• **Work instructions**
Set down the full data below exactly as given, please.

─── Information supplied

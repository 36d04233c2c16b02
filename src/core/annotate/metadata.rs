//! Trailing metadata: offset directive and annotation block

use lazy_static::lazy_static;
use regex::Regex;

use super::{AnnotationEntry, OffsetTable};
use crate::utils::error::{ConversionError, ConversionResult};

lazy_static! {
    /// `>{shift}{o1, o2, ...}` at the end of a line
    static ref OFFSET_RE: Regex =
        Regex::new(r">\s*\{\s*(-?\d+(?:\.\d+)?)\s*\}\s*\{([^{}]*)\}\s*$").unwrap();
    /// `{level}{start:end}label` or `{level}{line}label`, leading `:` removed
    static ref ENTRY_RE: Regex =
        Regex::new(r"^\{\s*(\d+)\s*\}\s*\{\s*(\d+)\s*(?::\s*(\d+)\s*)?\}(.*)$").unwrap();
}

/// Source split into pseudocode and annotation metadata
#[derive(Debug, Clone, PartialEq, Default)]
pub struct Metadata {
    /// Pseudocode with the metadata and trailing blank lines removed
    pub body: String,
    pub offsets: Option<OffsetTable>,
    /// Entries in document order
    pub entries: Vec<AnnotationEntry>,
}

impl Metadata {
    pub fn has_annotations(&self) -> bool {
        !self.entries.is_empty()
    }
}

/// Strip the offset directive and the annotation block from `source`.
///
/// The directive is only recognised on the last non-empty line. The block
/// is the trailing run of blank, `:` and `{` lines, starting at the topmost
/// line that begins with `:`.
pub fn extract_metadata(source: &str) -> ConversionResult<Metadata> {
    let mut lines: Vec<&str> = source.split('\n').collect();

    let mut offsets = None;
    if let Some(idx) = lines.iter().rposition(|l| !l.trim().is_empty()) {
        let line = lines[idx].trim_end_matches('\r');
        if let Some(caps) = OFFSET_RE.captures(line) {
            offsets = Some(parse_offsets(&caps[1], &caps[2], idx + 1)?);
            lines.truncate(idx);
        } else if line.trim_start().starts_with('>') {
            return Err(ConversionError::annotation_at(
                format!("malformed offset directive '{}'", line.trim()),
                idx + 1,
            ));
        }
    }

    let mut run_start = lines.len();
    while run_start > 0 {
        let trimmed = lines[run_start - 1].trim();
        if trimmed.is_empty() || trimmed.starts_with(':') || trimmed.starts_with('{') {
            run_start -= 1;
        } else {
            break;
        }
    }
    let block_start = (run_start..lines.len()).find(|&i| lines[i].trim_start().starts_with(':'));

    let mut entries = Vec::new();
    if let Some(top) = block_start {
        for (i, line) in lines[top..].iter().enumerate() {
            if let Some(entry) = parse_entry(line, top + i + 1)? {
                entries.push(entry);
            }
        }
        lines.truncate(top);
    }

    Ok(Metadata {
        body: lines.join("\n").trim_end().to_string(),
        offsets,
        entries,
    })
}

fn parse_offsets(shift: &str, list: &str, line: usize) -> ConversionResult<OffsetTable> {
    let number = |text: &str| {
        text.parse::<f64>().map_err(|_| {
            ConversionError::annotation_at(format!("invalid offset '{}'", text), line)
        })
    };
    let base_shift = number(shift)?;
    let increments = if list.trim().is_empty() {
        Vec::new()
    } else {
        list.split(',')
            .map(|item| number(item.trim()))
            .collect::<ConversionResult<Vec<_>>>()?
    };
    Ok(OffsetTable::new(base_shift, increments))
}

fn parse_entry(line: &str, source_line: usize) -> ConversionResult<Option<AnnotationEntry>> {
    let trimmed = line.trim();
    let rest = trimmed.strip_prefix(':').unwrap_or(trimmed).trim_start();
    if rest.is_empty() {
        return Ok(None);
    }
    let caps = ENTRY_RE.captures(rest).ok_or_else(|| {
        ConversionError::annotation_at(format!("malformed annotation entry '{}'", trimmed), source_line)
    })?;

    let number = |text: &str| {
        text.parse::<usize>().map_err(|_| {
            ConversionError::annotation_at(format!("number '{}' out of range", text), source_line)
        })
    };
    let level = number(&caps[1])?;
    let start = number(&caps[2])?;
    let end = match caps.get(3) {
        Some(end) => number(end.as_str())?,
        None => start,
    };

    Ok(Some(AnnotationEntry {
        level,
        start,
        end,
        label: unquote(caps[4].trim()).to_string(),
        source_line,
    }))
}

fn unquote(label: &str) -> &str {
    label
        .strip_prefix('"')
        .and_then(|l| l.strip_suffix('"'))
        .unwrap_or(label)
}

#[cfg(test)]
mod tests {
    use super::*;
    use pretty_assertions::assert_eq;

    #[test]
    fn test_plain_source_is_untouched() {
        let meta = extract_metadata("a <- 1\nb <- a\n\n").unwrap();
        assert_eq!(meta.body, "a <- 1\nb <- a");
        assert_eq!(meta.offsets, None);
        assert!(!meta.has_annotations());
    }

    #[test]
    fn test_block_and_directive() {
        let source = "for i <- 1 to n do\n    x <- x + i\nreturn x\n\
                      :\n:{1}{1:2}\"loop\"\n:{0}{3}result\n>{0.5}{1.5, 1}\n";
        let meta = extract_metadata(source).unwrap();
        assert_eq!(meta.body, "for i <- 1 to n do\n    x <- x + i\nreturn x");
        assert_eq!(meta.offsets, Some(OffsetTable::new(0.5, vec![1.5, 1.0])));
        assert_eq!(
            meta.entries,
            vec![
                AnnotationEntry {
                    level: 1,
                    start: 1,
                    end: 2,
                    label: "loop".to_string(),
                    source_line: 5,
                },
                AnnotationEntry {
                    level: 0,
                    start: 3,
                    end: 3,
                    label: "result".to_string(),
                    source_line: 6,
                },
            ]
        );
    }

    #[test]
    fn test_entries_without_leading_colon() {
        let meta = extract_metadata("a\nb\n:{0}{1:2} both\n{1}{2} second\n>{0}{1}").unwrap();
        assert_eq!(meta.body, "a\nb");
        assert_eq!(meta.entries.len(), 2);
        assert_eq!(meta.entries[1].label, "second");
        assert_eq!(meta.entries[1].source_line, 4);
    }

    #[test]
    fn test_brace_lines_without_header_stay_in_body() {
        let meta = extract_metadata("x <- 1\n{1}{2}").unwrap();
        assert_eq!(meta.body, "x <- 1\n{1}{2}");
        assert!(meta.entries.is_empty());
    }

    #[test]
    fn test_directive_only_on_last_line() {
        let meta = extract_metadata("a\n>{1}{2}\nb").unwrap();
        assert_eq!(meta.offsets, None);
        assert_eq!(meta.body, "a\n>{1}{2}\nb");

        let meta = extract_metadata("a\n>{1}{}\n\n").unwrap();
        assert_eq!(meta.offsets, Some(OffsetTable::new(1.0, Vec::new())));
        assert_eq!(meta.body, "a");
    }

    #[test]
    fn test_malformed_metadata() {
        let err = extract_metadata("a\n>{1}{2, x}").unwrap_err();
        assert_eq!(err, ConversionError::annotation_at("invalid offset 'x'", 2));

        assert!(extract_metadata("a\n>{left}{2}").is_err());

        let err = extract_metadata("a\n:{1}{2:x}\n>{0}{1}").unwrap_err();
        assert!(matches!(
            err,
            ConversionError::AnnotationConfigError { line: Some(2), .. }
        ));
    }

    #[test]
    fn test_crlf_source() {
        let meta = extract_metadata("a\r\nb\r\n:{0}{1:2}x\r\n>{0}{1}\r\n").unwrap();
        assert_eq!(meta.body, "a\r\nb");
        assert_eq!(meta.entries[0].label, "x");
        assert!(meta.offsets.is_some());
    }
}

──────

• **Answer**
repository 36d04233c2c16b02
filename src/core/annotate/metadata.rs
//! Trailing metadata: offset directive and annotation block

use lazy_static::lazy_static;
use regex::Regex;

use super::{AnnotationEntry, OffsetTable};
use crate::utils::error::{ConversionError, ConversionResult};

lazy_static! {
    /// `>{shift}{o1, o2, ...}` at the end of a line
    static ref OFFSET_RE: Regex =
        Regex::new(r">\s*\{\s*(-?\d+(?:\.\d+)?)\s*\}\s*\{([^{}]*)\}\s*$").unwrap();
    /// `{level}{start:end}label` or `{level}{line}label`, leading `:` removed
    static ref ENTRY_RE: Regex =
        Regex::new(r"^\{\s*(\d+)\s*\}\s*\{\s*(\d+)\s*(?::\s*(\d+)\s*)?\}(.*)$").unwrap();
}

/// Source split into pseudocode and annotation metadata
#[derive(Debug, Clone, PartialEq, Default)]
pub struct Metadata {
    /// Pseudocode with the metadata and trailing blank lines removed
    pub body: String,
    pub offsets: Option<OffsetTable>,
    /// Entries in document order
    pub entries: Vec<AnnotationEntry>,
}

impl Metadata {
    pub fn has_annotations(&self) -> bool {
        !self.entries.is_empty()
    }
}

/// Strip the offset directive and the annotation block from `source`.
///
/// The directive is only recognised on the last non-empty line. The block
/// is the trailing run of blank, `:` and `{` lines, starting at the topmost
/// line that begins with `:`.
pub fn extract_metadata(source: &str) -> ConversionResult<Metadata> {
    let mut lines: Vec<&str> = source.split('\n').collect();

    let mut offsets = None;
    if let Some(idx) = lines.iter().rposition(|l| !l.trim().is_empty()) {
        let line = lines[idx].trim_end_matches('\r');
        if let Some(caps) = OFFSET_RE.captures(line) {
            offsets = Some(parse_offsets(&caps[1], &caps[2], idx + 1)?);
            lines.truncate(idx);
        } else if line.trim_start().starts_with('>') {
            return Err(ConversionError::annotation_at(
                format!("malformed offset directive '{}'", line.trim()),
                idx + 1,
            ));
        }
    }

    let mut run_start = lines.len();
    while run_start > 0 {
        let trimmed = lines[run_start - 1].trim();
        if trimmed.is_empty() || trimmed.starts_with(':') || trimmed.starts_with('{') {
            run_start -= 1;
        } else {
            break;
        }
    }
    let block_start = (run_start..lines.len()).find(|&i| lines[i].trim_start().starts_with(':'));

    let mut entries = Vec::new();
    if let Some(top) = block_start {
        for (i, line) in lines[top..].iter().enumerate() {
            if let Some(entry) = parse_entry(line, top + i + 1)? {
                entries.push(entry);
            }
        }
        lines.truncate(top);
    }

    Ok(Metadata {
        body: lines.join("\n").trim_end().to_string(),
        offsets,
        entries,
    })
}

fn parse_offsets(shift: &str, list: &str, line: usize) -> ConversionResult<OffsetTable> {
    let number = |text: &str| {
        text.parse::<f64>().map_err(|_| {
            ConversionError::annotation_at(format!("invalid offset '{}'", text), line)
        })
    };
    let base_shift = number(shift)?;
    let increments = if list.trim().is_empty() {
        Vec::new()
    } else {
        list.split(',')
            .map(|item| number(item.trim()))
            .collect::<ConversionResult<Vec<_>>>()?
    };
    Ok(OffsetTable::new(base_shift, increments))
}

fn parse_entry(line: &str, source_line: usize) -> ConversionResult<Option<AnnotationEntry>> {
    let trimmed = line.trim();
    let rest = trimmed.strip_prefix(':').unwrap_or(trimmed).trim_start();
    if rest.is_empty() {
        return Ok(None);
    }
    let caps = ENTRY_RE.captures(rest).ok_or_else(|| {
        ConversionError::annotation_at(format!("malformed annotation entry '{}'", trimmed), source_line)
    })?;

    let number = |text: &str| {
        text.parse::<usize>().map_err(|_| {
            ConversionError::annotation_at(format!("number '{}' out of range", text), source_line)
        })
    };
    let level = number(&caps[1])?;
    let start = number(&caps[2])?;
    let end = match caps.get(3) {
        Some(end) => number(end.as_str())?,
        None => start,
    };

    Ok(Some(AnnotationEntry {
        level,
        start,
        end,
        label: unquote(caps[4].trim()).to_string(),
        source_line,
    }))
}

fn unquote(label: &str) -> &str {
    label
        .strip_prefix('"')
        .and_then(|l| l.strip_suffix('"'))
        .unwrap_or(label)
}

#[cfg(test)]
mod tests {
    use super::*;
    use pretty_assertions::assert_eq;

    #[test]
    fn test_plain_source_is_untouched() {
        let meta = extract_metadata("a <- 1\nb <- a\n\n").unwrap();
        assert_eq!(meta.body, "a <- 1\nb <- a");
        assert_eq!(meta.offsets, None);
        assert!(!meta.has_annotations());
    }

    #[test]
    fn test_block_and_directive() {
        let source = "for i <- 1 to n do\n    x <- x + i\nreturn x\n\
                      :\n:{1}{1:2}\"loop\"\n:{0}{3}result\n>{0.5}{1.5, 1}\n";
        let meta = extract_metadata(source).unwrap();
        assert_eq!(meta.body, "for i <- 1 to n do\n    x <- x + i\nreturn x");
        assert_eq!(meta.offsets, Some(OffsetTable::new(0.5, vec![1.5, 1.0])));
        assert_eq!(
            meta.entries,
            vec![
                AnnotationEntry {
                    level: 1,
                    start: 1,
                    end: 2,
                    label: "loop".to_string(),
                    source_line: 5,
                },
                AnnotationEntry {
                    level: 0,
                    start: 3,
                    end: 3,
                    label: "result".to_string(),
                    source_line: 6,
                },
            ]
        );
    }

    #[test]
    fn test_entries_without_leading_colon() {
        let meta = extract_metadata("a\nb\n:{0}{1:2} both\n{1}{2} second\n>{0}{1}").unwrap();
        assert_eq!(meta.body, "a\nb");
        assert_eq!(meta.entries.len(), 2);
        assert_eq!(meta.entries[1].label, "second");
        assert_eq!(meta.entries[1].source_line, 4);
    }

    #[test]
    fn test_brace_lines_without_header_stay_in_body() {
        let meta = extract_metadata("x <- 1\n{1}{2}").unwrap();
        assert_eq!(meta.body, "x <- 1\n{1}{2}");
        assert!(meta.entries.is_empty());
    }

    #[test]
    fn test_directive_only_on_last_line() {
        let meta = extract_metadata("a\n>{1}{2}\nb").unwrap();
        assert_eq!(meta.offsets, None);
        assert_eq!(meta.body, "a\n>{1}{2}\nb");

        let meta = extract_metadata("a\n>{1}{}\n\n").unwrap();
        assert_eq!(meta.offsets, Some(OffsetTable::new(1.0, Vec::new())));
        assert_eq!(meta.body, "a");
    }

    #[test]
    fn test_malformed_metadata() {
        let err = extract_metadata("a\n>{1}{2, x}").unwrap_err();
        assert_eq!(err, ConversionError::annotation_at("invalid offset 'x'", 2));

        assert!(extract_metadata("a\n>{left}{2}").is_err());

        let err = extract_metadata("a\n:{1}{2:x}\n>{0}{1}").unwrap_err();
        assert!(matches!(
            err,
            ConversionError::AnnotationConfigError { line: Some(2), .. }
        ));
    }

    #[test]
    fn test_crlf_source() {
        let meta = extract_metadata("a\r\nb\r\n:{0}{1:2}x\r\n>{0}{1}\r\n").unwrap();
        assert_eq!(meta.body, "a\r\nb");
        assert_eq!(meta.entries[0].label, "x");
        assert!(meta.offsets.is_some());
    }
}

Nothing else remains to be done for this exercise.